Said Iqbal Desak Pajak JHT 0 Persen, Purbaya Berjanji Tinjau Ulang Aturan

Presiden Konfederasi Serikat Pekerja Indonesia (KSPI), Said Iqbal
Presiden Konfederasi Serikat Pekerja Indonesia (KSPI), Said Iqbal foto : Youtube Setpres
0 Komentar

RADARCIREBON.TV – Polemik pengenaan Pajak Penghasilan (PPh) atas pencairan Jaminan Hari Tua (JHT) BPJS Ketenagakerjaan kembali mencuat. Presiden Konfederasi Serikat Pekerja Indonesia (KSPI) sekaligus Penasihat Khusus Presiden Bidang Ketenagakerjaan dan Kesejahteraan Buruh, Said Iqbal, secara tegas mengusulkan penghapusan pajak tersebut. Menurutnya, pemotongan pajak saat pencairan JHT merupakan bentuk pajak berganda yang tidak adil bagi pekerja karena iuran JHT berasal dari upah yang sebelumnya sudah dipotong PPh Pasal 21 setiap bulan.

“Saya mengusulkan agar pajak JHT menjadi 0 persen sebagai bentuk keberpihakan negara kepada pekerja,” ujar Said Iqbal dalam konferensi pers, Minggu (28/6/2026). Ia menambahkan, dalam waktu dekat akan menyampaikan surat resmi kepada Menteri Keuangan untuk membahas usulan penghapusan pajak atas manfaat JHT, pesangon, jaminan pensiun, dan Tunjangan Hari Raya (THR).

Said Iqbal: Pajak Berganda yang Merugikan Pekerja

Said Iqbal menilai aturan yang sudah ada sejak 2009 ini tidak lagi relevan dengan kondisi saat ini, terutama di tengah ancaman gelombang Pemutusan Hubungan Kerja (PHK) yang masih membayangi berbagai sektor industri akibat perlambatan ekonomi global dan melemahnya daya beli masyarakat.

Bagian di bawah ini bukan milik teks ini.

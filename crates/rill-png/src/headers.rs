//! Parsing of completed non-IDAT chunk payloads.
//!
//! The chunk framer assembles payloads and verifies their CRC before
//! anything here runs, so these helpers see whole, trusted slices.
use rill_core::ByteReader;

use crate::enums::{InterlaceMethod, PngColor};
use crate::error::PngError;
use crate::image::{Background, PngImage, Transparency};
use crate::options::PngOptions;

/// Digest the 13-byte IHDR payload into the descriptor.
///
/// Rejects everything the wire format forbids: bad payload size, zero
/// dimensions, unknown colour types, depths illegal for the colour
/// type, nonzero compression or filter methods, interlace above 1.
pub(crate) fn parse_ihdr(
    image: &mut PngImage, payload: &[u8], options: &PngOptions
) -> Result<(), PngError>
{
    if payload.len() != 13
    {
        return Err(PngError::OutOfSpecs("IHDR payload is not 13 bytes"));
    }
    let mut reader = ByteReader::new(payload);

    let width = reader.get_u32_be() as usize;
    let height = reader.get_u32_be() as usize;
    let depth = reader.get_u8();
    let colour = reader.get_u8();
    let compression = reader.get_u8();
    let filter = reader.get_u8();
    let interlace = reader.get_u8();

    if width == 0 || height == 0
    {
        return Err(PngError::OutOfSpecs("zero width or height"));
    }
    if width > options.max_width() || height > options.max_height()
    {
        return Err(PngError::ImplementationLimit("image dimensions above the configured maximum"));
    }

    let color =
        PngColor::from_int(colour).ok_or(PngError::OutOfSpecs("unknown colour type"))?;

    if !color.is_legal_depth(depth)
    {
        return Err(PngError::OutOfSpecs("bit depth illegal for colour type"));
    }
    if compression != 0 || filter != 0
    {
        return Err(PngError::OutOfSpecs("unknown compression or filter method"));
    }
    let interlace = InterlaceMethod::from_int(interlace)
        .ok_or(PngError::OutOfSpecs("interlace method above 1"))?;

    image.width = width;
    image.height = height;
    image.depth = depth;
    image.color = color;
    image.compression = compression;
    image.filter_method = filter;
    image.interlace = interlace;
    image.recompute_layout();

    Ok(())
}

/// Fill palette entries from PLTE; alpha stays at its default 0xFF.
pub(crate) fn parse_plte(image: &mut PngImage, payload: &[u8])
{
    if payload.len() % 3 != 0
    {
        log::warn!("PLTE length {} is not a multiple of 3", payload.len());
    }

    for (entry, rgb) in image.palette.iter_mut().zip(payload.chunks_exact(3))
    {
        *entry = 0xFF00_0000
            | u32::from(rgb[0]) << 16
            | u32::from(rgb[1]) << 8
            | u32::from(rgb[2]);
    }
}

/// Digest tRNS; its meaning depends on the colour type.
pub(crate) fn parse_trns(image: &mut PngImage, payload: &[u8])
{
    match image.color
    {
        PngColor::Palette =>
        {
            // one alpha byte per leading palette entry
            for (entry, &alpha) in image.palette.iter_mut().zip(payload.iter())
            {
                *entry = (*entry & 0x00FF_FFFF) | u32::from(alpha) << 24;
            }
        }
        PngColor::Luma =>
        {
            let mut reader = ByteReader::new(payload);
            image.transparency = Some(Transparency::Grey(reader.get_u16_be()));
        }
        PngColor::RGB =>
        {
            let mut reader = ByteReader::new(payload);
            let r = reader.get_u16_be();
            let g = reader.get_u16_be();
            let b = reader.get_u16_be();
            image.transparency = Some(Transparency::Rgb(r, g, b));
        }
        _ =>
        {
            // colour types with a real alpha channel don't get a key
            log::warn!("ignoring tRNS for colour type {:?}", image.color);
        }
    }
}

/// Digest bKGD; its layout also depends on the colour type.
pub(crate) fn parse_bkgd(image: &mut PngImage, payload: &[u8])
{
    let mut reader = ByteReader::new(payload);

    image.background = match image.color
    {
        PngColor::Palette => Some(Background::Index(reader.get_u8())),
        PngColor::Luma | PngColor::LumaA => Some(Background::Grey(reader.get_u16_be())),
        PngColor::RGB | PngColor::RGBA =>
        {
            let r = reader.get_u16_be();
            let g = reader.get_u16_be();
            let b = reader.get_u16_be();
            Some(Background::Rgb(r, g, b))
        }
        PngColor::HostRgba => None
    };
}
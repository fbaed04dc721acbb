//! Core primitives shared by the rill codec crates.
//!
//! This crate carries no codec logic of its own; it provides the
//! byte-oriented reading and writing helpers the format crates build on.
pub mod bytestream;

pub use bytestream::{ByteReader, ByteWriter, NotEnoughBytes};
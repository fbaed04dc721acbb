//! Byte-stream readers and writers.
//!
//! Multi-byte accessors come in big-endian and little-endian flavours;
//! PNG-style wire formats are big-endian on the wire but keep some
//! little-endian packed words internally, so both are provided.
mod reader;
mod writer;

pub use reader::{ByteReader, NotEnoughBytes};
pub use writer::ByteWriter;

Baca Juga:Gojek Resmi Terapkan Biaya Pembatalan GoCar Rp3.000Gojek Resmi Terapkan Biaya Pembatalan GoCar Rp3.000

“Upah pekerja sudah dipotong PPh 21 ketika diterima. Karena itu, ketika JHT dibayarkan kepada pekerja, seharusnya tidak lagi dipotong pajak,” tegasnya.

Ia juga menegaskan bahwa penyelesaian persoalan ketenagakerjaan tidak cukup dilakukan dari balik meja. Karena itu, ia memilih turun langsung ke perusahaan-perusahaan, berdialog dengan pekerja dan manajemen, kemudian menyampaikan hasilnya kepada Presiden sebagai dasar pengambilan kebijakan yang berpihak pada perlindungan tenaga kerja dan keberlangsungan industri.

Purbaya: Akan Cek Ulang ke Dirjen Pajak

Menanggapi sorotan publik yang ramai di media sosial, Menteri Keuangan Purbaya Yudhi Sadewa buka suara. Ia mengatakan akan berkoordinasi dengan Direktorat Jenderal Pajak (DJP) untuk meninjau kembali aturan mengenai pengenaan PPh atas JHT yang dicairkan.

“Nanti saya cek lagi dengan Dirjen Pajak ya. Nanti saya akan cek lagi seperti apa sih bentuknya,” ujar Purbaya di Kementerian Keuangan, Jakarta, Jumat (26/6/2026).